AN: This is a response to a thirty theme challenge: related stories about Zelda during the seven years that Link slept. They will not be posted in chronological order.
1. Winter
Zelda bit down a shiver and stopped herself from pulling her cloak more tightly about her shoulders. Sheikah don't shiver, Impa said. Sheikah never show weakness, Impa said. She had to embrace the cold into her being, overcome it her Hylian frailties. Once she did that, she would be a shadow and the wind would pass through her without touching her skin or bones.
Impa's words rolled through her head with the howl of wind, but she still felt cold. More than that, she still wished for warmth. A pivotal step to becoming a true Sheikah (one that Zelda knew in her heart would hold her back from ever truly completing her training) was acceptance of all things.
Some things Zelda simply would not accept.
The wind from the Zora domain once felt warm, like sunshine on her face, smelling of damp rock. Just a month ago she'd felt that warm breath of summer. But now it was replaced by this: a dry, bitter wind that scraped against every inch of exposed skin. In the wind she imagined she could hear cries, moans, pleading against an icy suffering.
In the face of all the tragedies she'd witnessed, how did Impa expect her not to long for how things were? How could Impa expect her to cast away her heart when her people were suffering?
Acceptance was not an option. It never really had been.
She'd usually slip into the water and swim unseen past the small patrols of moblins. But this was too difficult now that a thin layer of ice crackled across the surface of the river, breaking and shifting in the current. Snow fell in loose, fat flakes, making hand holds treacherous as she climbed up the walls of the gorge and waited for the patrols to pass below or as she clung to the bank of the river, her feet braced just above the icy water, her numb fingers the only visible part of her as they passed above.
The ice and snow was unseasonable. The river only froze like this in short bursts in the dead of winter when snow covered the rest of Hyrule as well. It made no sense for this to happen in June. It made no sense for the Zora to suddenly cut all contact. Zelda could see Impa's concern building these past few days as the silence stretched into something they could almost grab onto and shake in frustration (not that Sheikah did that.) Today, Zelda could no longer bare the silence and set out to get answers. Something awful must have happened. Some terrible magic lay thick like a mist over the water. She could almost see it if she focused hard enough, but such investigations were difficult given how she hung from a the steep edge of an embankment and her fingers were starting to slip and her boots were getting wet.

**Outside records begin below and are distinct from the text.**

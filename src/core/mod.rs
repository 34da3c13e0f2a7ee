//! # Core Module
//!
//! The media curation engine, free of any terminal concerns.
//!
//! ## Modules
//! - `scanner` - Finds photos, videos and their sidecars
//! - `hasher` - SHA-256 content hashing
//! - `duplicates` - Tiered exact-duplicate detection and scan reports
//! - `video` - Probable re-encode detection through ffprobe
//! - `pipeline` - Orchestrates a duplicate scan
//! - `temporal` - Capture dates through exiftool, with mtime fallback
//! - `keeper` - Picks the survivor of each duplicate group
//! - `consolidate` - Quarantines or deletes the other copies
//! - `organize` - Resumable filing into `YYYY/MM` folders
//! - `journal` - Append-only action logs
//! - `relocate` - File moves with cross-device fallback
//! - `tool` - External executable launching
//! - `config` - Run configuration

pub mod config;
pub mod consolidate;
pub mod duplicates;
pub mod hasher;
pub mod journal;
pub mod keeper;
pub mod organize;
pub mod pipeline;
pub mod relocate;
pub mod scanner;
pub mod temporal;
pub mod tool;
pub mod video;

// Re-export commonly used types
pub use config::CurateConfig;
pub use consolidate::{ConsolidationExecutor, ConsolidationMode, ConsolidationPlan};
pub use duplicates::{DetectionResult, DuplicateDetector, DuplicateGroup};
pub use hasher::ContentHash;
pub use keeper::{select_keeper, KeeperSelector};
pub use organize::{CancellationToken, OrganizePipeline, OrganizeResult};
pub use pipeline::{Pipeline, PipelineResult};
pub use scanner::{MediaFile, MediaKind};
pub use temporal::{TemporalRecord, TemporalResolver};
pub use video::{NearDuplicateGroup, VideoFingerprint};
//! # Temporal Module
//!
//! Resolves when a photo or video was captured.
//!
//! ## Resolution Order
//! 1. Metadata tags read through `exiftool`, scanned in [`DATE_TAGS`] order.
//!    The first value that parses wins.
//! 2. The file's modification time, as local wall-clock. Such records are
//!    flagged as lower confidence.
//!
//! Files are read in batches; a batch that the tool cannot handle falls
//! back per file without affecting the other batches.

mod exiftool;
mod parse;
mod resolver;

pub use exiftool::ExifTool;
pub use parse::{normalize, parse_date_value, ParsedDate};
pub use resolver::TemporalResolver;

use crate::error::ToolError;
use chrono::{DateTime, Datelike, FixedOffset, Local, NaiveDateTime};
use serde::{Deserialize, Serialize};
use std::fmt;
use std::path::{Path, PathBuf};
use std::time::SystemTime;

/// Date tags in priority order.
///
/// Sub-second original-capture tags first, generic creation and
/// modification tags after, filesystem timestamps last.
pub const DATE_TAGS: [&str; 13] = [
    "SubSecDateTimeOriginal",
    "DateTimeOriginal",
    "SubSecCreateDate",
    "CreateDate",
    "XMP:DateCreated",
    "Photoshop:DateCreated",
    "IPTC:DateCreated",
    "MediaCreateDate",
    "TrackCreateDate",
    "CreationDate",
    "ModifyDate",
    "FileCreateDate",
    "FileModifyDate",
];

/// One exiftool JSON record: tag name to value, plus `SourceFile`
pub type TagRecord = serde_json::Map<String, serde_json::Value>;

/// How offset-bearing datetimes are adjusted
#[derive(Debug, Clone, Copy, PartialEq, Eq, Default, Serialize, Deserialize)]
#[serde(rename_all = "lowercase")]
pub enum Normalization {
    /// Keep the wall-clock time as written
    None,
    /// Convert to the machine's local zone
    #[default]
    Local,
    /// Convert to UTC
    Utc,
}

impl fmt::Display for Normalization {
    fn fmt(&self, f: &mut fmt::Formatter<'_>) -> fmt::Result {
        match self {
            Normalization::None => write!(f, "none"),
            Normalization::Local => write!(f, "local"),
            Normalization::Utc => write!(f, "utc"),
        }
    }
}

/// Configuration for capture-date resolution
#[derive(Debug, Clone, Serialize, Deserialize)]
#[serde(default)]
pub struct TemporalConfig {
    /// Path or name of the exiftool executable
    pub exiftool_path: PathBuf,
    /// Files per exiftool invocation
    pub batch_size: usize,
    /// Batches larger than this pass their paths through an argument file
    pub argfile_threshold: usize,
    pub normalization: Normalization,
}

impl Default for TemporalConfig {
    fn default() -> Self {
        Self {
            exiftool_path: PathBuf::from("exiftool"),
            batch_size: 25,
            argfile_threshold: 50,
            normalization: Normalization::Local,
        }
    }
}

/// Where a resolved datetime came from
#[derive(Debug, Clone, PartialEq, Eq)]
pub enum DateSource {
    /// A metadata tag, by the name it has in [`DATE_TAGS`]
    Tag(String),
    /// Filesystem modification time
    ModificationTime,
}

impl fmt::Display for DateSource {
    fn fmt(&self, f: &mut fmt::Formatter<'_>) -> fmt::Result {
        match self {
            DateSource::Tag(tag) => write!(f, "tag={}", tag),
            DateSource::ModificationTime => write!(f, "mtime"),
        }
    }
}

/// A resolved capture datetime
#[derive(Debug, Clone, PartialEq, Eq)]
pub struct TemporalRecord {
    /// Wall-clock datetime after normalization
    pub captured_at: NaiveDateTime,
    /// Offset carried by the value, if any
    pub offset: Option<FixedOffset>,
    pub source: DateSource,
    pub normalization: Normalization,
}

impl TemporalRecord {
    /// Lower-confidence record from a filesystem timestamp
    pub fn from_modified(modified: SystemTime) -> Self {
        let local: DateTime<Local> = modified.into();
        Self {
            captured_at: local.naive_local(),
            offset: None,
            source: DateSource::ModificationTime,
            normalization: Normalization::None,
        }
    }

    pub fn is_metadata_backed(&self) -> bool {
        matches!(self.source, DateSource::Tag(_))
    }

    pub fn year(&self) -> i32 {
        self.captured_at.year()
    }

    pub fn month(&self) -> u32 {
        self.captured_at.month()
    }
}

/// Trait for metadata readers
///
/// Implement this trait to feed tag records from somewhere other than
/// exiftool (tests use in-memory fakes).
pub trait MetadataSource: Send + Sync {
    /// Read the date tags of `files`, one record per file that could be read
    fn read_tags(&self, files: &[PathBuf]) -> Result<Vec<TagRecord>, ToolError>;
}

/// Absolute form of `path` without touching the filesystem
pub(crate) fn absolute(path: &Path) -> PathBuf {
    if path.is_absolute() {
        path.to_path_buf()
    } else {
        std::env::current_dir()
            .map(|cwd| cwd.join(path))
            .unwrap_or_else(|_| path.to_path_buf())
    }
}
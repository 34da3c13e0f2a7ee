//! Event type definitions for progress reporting.

use serde::{Deserialize, Serialize};
use std::path::PathBuf;

/// All events emitted while scanning for duplicates
#[derive(Debug, Clone, Serialize, Deserialize)]
pub enum Event {
    /// Indexing phase events
    Scan(ScanEvent),
    /// Tiered hashing events
    Detect(DetectEvent),
    /// Run-level events
    Pipeline(PipelineEvent),
}

/// Events during directory indexing
#[derive(Debug, Clone, Serialize, Deserialize)]
pub enum ScanEvent {
    /// Indexing has started
    Started { path: PathBuf, recursive: bool },
    /// Progress update, sent every few hundred files
    Progress { files_indexed: usize },
    /// Indexing completed
    Completed { total_files: usize, total_bytes: u64 },
}

/// The hashing tiers of the duplicate detector
#[derive(Debug, Clone, Copy, PartialEq, Eq, Serialize, Deserialize)]
pub enum HashTier {
    Size,
    Partial,
    Full,
}

impl std::fmt::Display for HashTier {
    fn fmt(&self, f: &mut std::fmt::Formatter<'_>) -> std::fmt::Result {
        match self {
            HashTier::Size => write!(f, "Grouping by size"),
            HashTier::Partial => write!(f, "Hashing file prefixes"),
            HashTier::Full => write!(f, "Hashing full content"),
        }
    }
}

/// Events during duplicate detection
#[derive(Debug, Clone, Serialize, Deserialize)]
pub enum DetectEvent {
    /// A tier has started on this many candidate files
    TierStarted { tier: HashTier, candidates: usize },
    /// Progress within a tier
    TierProgress(TierProgress),
    /// A file could not be hashed and was dropped from its group
    Error { path: PathBuf, message: String },
    /// A tier completed, leaving this many files in groups of two or more
    TierCompleted { tier: HashTier, remaining: usize },
}

/// Progress information within a hashing tier
#[derive(Debug, Clone, Serialize, Deserialize)]
pub struct TierProgress {
    pub tier: HashTier,
    pub completed: usize,
    pub total: usize,
    pub current_path: PathBuf,
}

/// Run-level events
#[derive(Debug, Clone, Serialize, Deserialize)]
pub enum PipelineEvent {
    Started,
    PhaseChanged { phase: PipelinePhase },
    Completed { summary: ScanSummary },
}

/// Phases of a duplicate scan
#[derive(Debug, Clone, Copy, PartialEq, Eq, Serialize, Deserialize)]
pub enum PipelinePhase {
    Indexing,
    Detecting,
    NearDuplicates,
    Reporting,
}

impl std::fmt::Display for PipelinePhase {
    fn fmt(&self, f: &mut std::fmt::Formatter<'_>) -> std::fmt::Result {
        match self {
            PipelinePhase::Indexing => write!(f, "Indexing"),
            PipelinePhase::Detecting => write!(f, "Detecting duplicates"),
            PipelinePhase::NearDuplicates => write!(f, "Inspecting videos"),
            PipelinePhase::Reporting => write!(f, "Reporting"),
        }
    }
}

/// Summary of a duplicate scan
#[derive(Debug, Clone, Serialize, Deserialize)]
pub struct ScanSummary {
    pub total_files: usize,
    pub total_bytes: u64,
    pub duplicate_groups: usize,
    /// Files that would be removed, keepers excluded
    pub duplicate_count: usize,
    pub potential_savings_bytes: u64,
    pub near_duplicate_groups: usize,
    pub duration_ms: u64,
}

It did not escape her attention that the current did not run as strongly as it once did. Like there was less water than usual. She couldn't fathom what could cause that.
It took far longer than usual to reach the Zora's domain, and longer than she would have liked given that Impa would shortly discover her absence.
All such worries were wiped from her mind when she reached the Zora's domain. The domain was a solid mass of ice, every pool, every wall, every floor. The cave felt wide in the brightness reflected off the ice, and it felt close with all the walls a solid, opaque foot thicker than she remembered The two sensations warred within her, a sense of vertigo creeping up her spine aided by a shimmer that kept everything just out of focus. It was quiet as a tomb-only the creak of settling ice sheets and the echo of the wind. The cavern swallowed up all sound and only let it echo in its belly far away. It was so cold she thought her lungs had frozen, she thought she had died of cold and stillness and shock.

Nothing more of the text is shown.